▶ **Exercise description**:
Pick each line containing "format" out of the records.

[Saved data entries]
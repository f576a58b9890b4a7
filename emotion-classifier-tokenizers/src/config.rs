use std::collections::HashMap;
use std::path::Path;

use emotion_classifier::{Error, Result};
use serde::Deserialize;
use tokenizers::AddedToken;

/// A special token as written in `tokenizer_config.json` or `special_tokens_map.json`: either the
/// bare token or an object with its `content`.
#[derive(Debug, Clone, PartialEq, Eq, Deserialize)]
#[serde(untagged)]
pub enum SpecialTokenEntry {
    Plain(String),
    Detailed { content: String },
}

impl SpecialTokenEntry {
    pub fn content(&self) -> &str {
        match self {
            SpecialTokenEntry::Plain(content) | SpecialTokenEntry::Detailed { content } => content,
        }
    }
}

/// The subset of `tokenizer_config.json` used to rebuild a WordPiece tokenizer.
#[derive(Debug, Default, Deserialize)]
pub struct TokenizerConfig {
    pub do_lower_case: Option<bool>,
    pub strip_accents: Option<bool>,
    pub tokenize_chinese_chars: Option<bool>,
    /// Some configs store this as a very large float, hence `f64`.
    pub model_max_length: Option<f64>,
    pub cls_token: Option<SpecialTokenEntry>,
    pub mask_token: Option<SpecialTokenEntry>,
    pub pad_token: Option<SpecialTokenEntry>,
    pub sep_token: Option<SpecialTokenEntry>,
    pub unk_token: Option<SpecialTokenEntry>,
    pub added_tokens_decoder: Option<HashMap<u32, AddedToken>>,
}

impl TokenizerConfig {
    /// Gets the maximum number of tokens the model accepts, if the config sets it.
    pub fn get_model_max_length(&self) -> Option<usize> {
        // Float to int casts saturate
        self.model_max_length.map(|max_length| max_length as usize)
    }

    pub fn from_file(path: &Path) -> Result<Self> {
        let contents = std::fs::read_to_string(path).map_err(|e| {
            Error::TokenizerBuildError(format!("cannot read `{}`: {e}", path.display()))
        })?;
        serde_json::from_str(&contents).map_err(|e| {
            Error::TokenizerBuildError(format!("invalid `{}`: {e}", path.display()))
        })
    }
}

#[cfg(test)]
mod tests {
    use super::*;

    #[test]
    fn test_deserialize_bert_tokenizer_config() {
        let config: TokenizerConfig = serde_json::from_str(
            r#"{
                "do_lower_case": true,
                "model_max_length": 512,
                "tokenizer_class": "BertTokenizer",
                "pad_token": "[PAD]",
                "unk_token": {"content": "[UNK]", "lstrip": false, "special": true}
            }"#,
        )
        .unwrap();
        assert_eq!(config.do_lower_case, Some(true));
        assert_eq!(config.get_model_max_length(), Some(512));
        assert_eq!(config.pad_token.as_ref().map(|t| t.content()), Some("[PAD]"));
        assert_eq!(config.unk_token.as_ref().map(|t| t.content()), Some("[UNK]"));
        assert!(config.strip_accents.is_none());
    }

    #[test]
    fn test_huge_model_max_length_saturates() {
        let config: TokenizerConfig =
            serde_json::from_str(r#"{"model_max_length": 1000000000000000019884624838656}"#)
                .unwrap();
        assert_eq!(config.get_model_max_length(), Some(usize::MAX));
    }

    #[test]
    fn test_unreadable_config_is_a_build_error() {
        let path = std::env::temp_dir()
            .join("emotion-classifier-no-tokenizer")
            .join("tokenizer_config.json");
        assert!(matches!(
            TokenizerConfig::from_file(&path),
            Err(Error::TokenizerBuildError(_))
        ));
    }
}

▶ **Completed task**:
            Error::TokenizerBuildError(format!("cannot read `{}`: {e}", path.display()))
            Error::TokenizerBuildError(format!("invalid `{}`: {e}", path.display()))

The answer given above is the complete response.